Who are you?
There are so many ways to respond to this question, depending upon your station and age in life. When we are younger we easily identify with the school grade we are in, or with the family that we are born into. It is common for people to refer to someone as “the doctor’s kid,” or “there goes the plumber’s boy,” etc. We refer to our friends as “that kid in the seventh grade,” or “the senior on the track team.”
This shifts again as we get older. If we go on to university, our identity is strongly associated with that school, and the major (or lack of one) that we decide upon.”There’s the psych major,” we frequently hear. And after graduation, we refer to ourselves and others as that “Columbia grad,” or the “girl from Harvard.”
This identity shifts again as we enter the job market, and the position we hold gains prominence in our consciousness and identity. “I just went out with that lawyer,” you could easily hear friends saying. or, “that Doctor was a real jerk.”

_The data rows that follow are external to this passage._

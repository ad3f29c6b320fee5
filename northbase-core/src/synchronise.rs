//! High-level operations: conditional get, write-through put, bulk pull.
//!
//! # Responsibilities
//! - Keep the mirror under `files_dir` coherent with the remote store, using the
//!   cache index to avoid content transfers when the remote marker is unchanged.
//! - Remote confirmation always precedes the local write and the index update,
//!   so the index never points at content the remote does not have.
//! - `pull` fans out over [`run_bounded`]; the index is saved once, after all
//!   units have finished or the batch has failed.
//!
//! # Error Handling
//! Every remote and filesystem failure propagates to the caller. In `pull` the
//! first failed unit fails the whole batch.

use std::io::ErrorKind;
use std::path::{Path, PathBuf};
use std::sync::{Mutex, PoisonError};

use tracing::{debug, error, info};

use crate::cache_index::{CacheEntry, CacheIndex, IndexSnapshot};
use crate::config::{Settings, MAX_BYTES};
use crate::contract::{Marker, RemoteStore};
use crate::error::{NorthbaseError, Result};
use crate::executor::run_bounded;
use crate::path::{sanitize, sanitize_prefix, RelativePath};
use crate::session::SessionManager;
use crate::session_store::SessionStore;

/// Result of a successful `put`.
#[derive(Debug, Clone, PartialEq, Eq)]
pub struct PutReport {
    pub path: RelativePath,
    pub bytes: usize,
    pub updated_at: Option<Marker>,
}

/// Counters reported by `pull`.
#[derive(Debug, Clone, Copy, Default, PartialEq, Eq)]
pub struct PullReport {
    pub total: usize,
    pub downloaded: usize,
    pub skipped: usize,
}

/// One remote path as reported by `list`.
#[derive(Debug, Clone, PartialEq, Eq)]
pub struct ListedFile {
    pub path: String,
    pub updated_at: Marker,
    /// The cache index records this exact marker.
    pub cached: bool,
}

#[derive(Debug, Clone, Copy, PartialEq, Eq)]
enum UnitOutcome {
    Downloaded,
    Skipped,
}

fn ensure_within_limit(bytes: usize) -> Result<()> {
    if bytes > MAX_BYTES {
        return Err(NorthbaseError::FileTooLarge {
            bytes,
            limit: MAX_BYTES,
        });
    }
    Ok(())
}

/// Ties the session manager, the cache index and the mirror together.
pub struct SyncEngine<S> {
    sessions: SessionManager<S>,
    index: CacheIndex,
    files_dir: PathBuf,
    concurrency: usize,
}

impl<S: RemoteStore> SyncEngine<S> {
    pub fn new(
        sessions: SessionManager<S>,
        index: CacheIndex,
        files_dir: impl Into<PathBuf>,
        concurrency: usize,
    ) -> Self {
        Self {
            sessions,
            index,
            files_dir: files_dir.into(),
            concurrency,
        }
    }

    /// Engine over the standard layout of `settings.config_dir`.
    pub fn from_settings(remote: S, settings: &Settings) -> Self {
        let sessions = SessionManager::new(remote, SessionStore::new(settings.session_path()));
        Self::new(
            sessions,
            CacheIndex::new(settings.index_path()),
            settings.files_dir(),
            settings.concurrency,
        )
    }

    pub fn sessions(&self) -> &SessionManager<S> {
        &self.sessions
    }

    pub fn files_dir(&self) -> &Path {
        &self.files_dir
    }

    /// Local mirror location of a sanitized path.
    pub fn local_path(&self, rel: &RelativePath) -> PathBuf {
        rel.under(&self.files_dir)
    }

    async fn read_local(&self, rel: &RelativePath) -> Result<Option<Vec<u8>>> {
        let full = self.local_path(rel);
        match tokio::fs::read(&full).await {
            Ok(bytes) => Ok(Some(bytes)),
            Err(e) if e.kind() == ErrorKind::NotFound => Ok(None),
            Err(e) => Err(NorthbaseError::io(full, e)),
        }
    }

    async fn write_local(&self, rel: &RelativePath, content: &[u8]) -> Result<()> {
        let full = self.local_path(rel);
        if let Some(parent) = full.parent() {
            tokio::fs::create_dir_all(parent)
                .await
                .map_err(|e| NorthbaseError::io(parent, e))?;
        }
        tokio::fs::write(&full, content)
            .await
            .map_err(|e| NorthbaseError::io(full, e))
    }

    /// Fetch full content for `rel`, enforce the size bound, write the mirror.
    /// Returns the content and the entry to record in the index.
    async fn download(&self, remote: &S, rel: &RelativePath) -> Result<(Vec<u8>, CacheEntry)> {
        let file = remote
            .fetch_content(rel.as_str())
            .await?
            .ok_or_else(|| NorthbaseError::RemoteNotFound {
                path: rel.to_string(),
            })?;
        ensure_within_limit(file.content.len())?;
        self.write_local(rel, &file.content).await?;
        let entry = CacheEntry::new(file.marker, file.content.len());
        Ok((file.content, entry))
    }

    /// Return the content at `path`, transferring it only when the local copy
    /// is missing or its cached marker differs from the remote one.
    pub async fn get(&self, path: &str) -> Result<Vec<u8>> {
        let rel = sanitize(path)?;
        let handle = self.sessions.acquire_handle().await?;
        let mut snapshot = self.index.load();

        let Some(local) = self.read_local(&rel).await? else {
            info!(path = %rel, "GET remote-refresh (no local copy)");
            let (content, entry) = self.download(&handle, &rel).await?;
            snapshot.put(&rel, entry);
            self.index.save(&snapshot)?;
            return Ok(content);
        };

        let Some(remote_marker) = handle.fetch_marker(rel.as_str()).await? else {
            debug!(path = %rel, "Remote has no record, serving local copy");
            return Ok(local);
        };

        if snapshot.get(&rel).is_some_and(|entry| entry.matches(&remote_marker)) {
            info!(path = %rel, "GET local-hit");
            return Ok(local);
        }

        info!(path = %rel, marker = %remote_marker, "GET remote-refresh");
        let (content, entry) = self.download(&handle, &rel).await?;
        snapshot.put(&rel, entry);
        self.index.save(&snapshot)?;
        Ok(content)
    }

    /// Upsert `content` at `path`, then mirror it locally under the marker the
    /// store assigned.
    pub async fn put(&self, path: &str, content: &[u8]) -> Result<PutReport> {
        let rel = sanitize(path)?;
        ensure_within_limit(content.len())?;

        let handle = self.sessions.acquire_handle().await?;
        handle.upsert(rel.as_str(), content).await?;
        let updated_at = handle.fetch_marker(rel.as_str()).await?;

        self.write_local(&rel, content).await?;
        let mut snapshot = self.index.load();
        snapshot.put(&rel, CacheEntry::new(updated_at.clone(), content.len()));
        self.index.save(&snapshot)?;

        info!(path = %rel, bytes = content.len(), updated_at = ?updated_at, "PUT");
        Ok(PutReport {
            path: rel,
            bytes: content.len(),
            updated_at,
        })
    }

    /// Remote paths under `prefix` with a flag for whether the mirror is current.
    pub async fn list(&self, prefix: Option<&str>) -> Result<Vec<ListedFile>> {
        let prefix = normalized_prefix(prefix)?;
        let handle = self.sessions.acquire_handle().await?;
        let snapshot = self.index.load();
        let entries = handle.list(prefix).await?;

        Ok(entries
            .into_iter()
            .map(|entry| {
                let cached = sanitize(&entry.path)
                    .ok()
                    .and_then(|rel| snapshot.get(&rel).map(|c| c.matches(&entry.marker)))
                    .unwrap_or(false);
                ListedFile {
                    path: entry.path,
                    updated_at: entry.marker,
                    cached,
                }
            })
            .collect())
    }

    /// Bring every remote path under `prefix` into the mirror.
    pub async fn pull(&self, prefix: Option<&str>) -> Result<PullReport> {
        let prefix = normalized_prefix(prefix)?;
        let handle = self.sessions.acquire_handle().await?;
        let listed = handle.list(prefix).await?;
        let mut entries = listed
            .into_iter()
            .map(|entry| Ok((sanitize(&entry.path)?, entry.marker)))
            .collect::<Result<Vec<_>>>()?;
        entries.sort_by(|a, b| a.0.as_str().cmp(b.0.as_str()));
        let total = entries.len();
        info!(total, concurrency = self.concurrency, "Pull starting");

        let snapshot = Mutex::new(self.index.load());
        let remote: &S = &handle;
        let shared = &snapshot;

        let outcome = run_bounded(entries, self.concurrency, move |(rel, marker)| async move {
            let current = shared
                .lock()
                .unwrap_or_else(PoisonError::into_inner)
                .get(&rel)
                .is_some_and(|cached| cached.matches(&marker));
            if current {
                debug!(path = %rel, "Pull skip, marker unchanged");
                return Ok(UnitOutcome::Skipped);
            }
            let (_, entry) = self.download(remote, &rel).await?;
            shared
                .lock()
                .unwrap_or_else(PoisonError::into_inner)
                .put(&rel, entry);
            debug!(path = %rel, "Pull downloaded");
            Ok::<_, NorthbaseError>(UnitOutcome::Downloaded)
        })
        .await;

        let snapshot: IndexSnapshot = snapshot.into_inner().unwrap_or_else(PoisonError::into_inner);
        self.index.save(&snapshot)?;

        let outcomes = outcome.map_err(|e| {
            error!(error = %e, "Pull failed");
            e
        })?;
        let downloaded = outcomes
            .iter()
            .filter(|o| **o == UnitOutcome::Downloaded)
            .count();
        let report = PullReport {
            total,
            downloaded,
            skipped: total - downloaded,
        };
        info!(?report, "Pull complete");
        Ok(report)
    }
}

fn normalized_prefix(prefix: Option<&str>) -> Result<Option<String>> {
    match prefix {
        None => Ok(None),
        Some(raw) => {
            let cleaned = sanitize_prefix(raw)?;
            Ok((!cleaned.is_empty()).then_some(cleaned))
        }
    }
}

The identity shifts again as we partner and couple up. “There’s Cindy’s boyfriend,” you might hear. Or “that’s Jack’s wife.
As time goes on and lives evolve, things shift once more. We refer to people based upon events that occur to them, such as going to jail, or even contracting a disease. It’s common to hear, “there’s the girl that had cancer,” or “that’s the guy who got caught embezzling.”
There are many hats, or identities that we wear throughout our lives, and those identities can change at warp speed, especially today. So who are we then? Are we those identities, or is there something else, some other true identity that trumps them all.
It’s very possibly this: We are spiritual beings having a temporary human experience. No more and no less.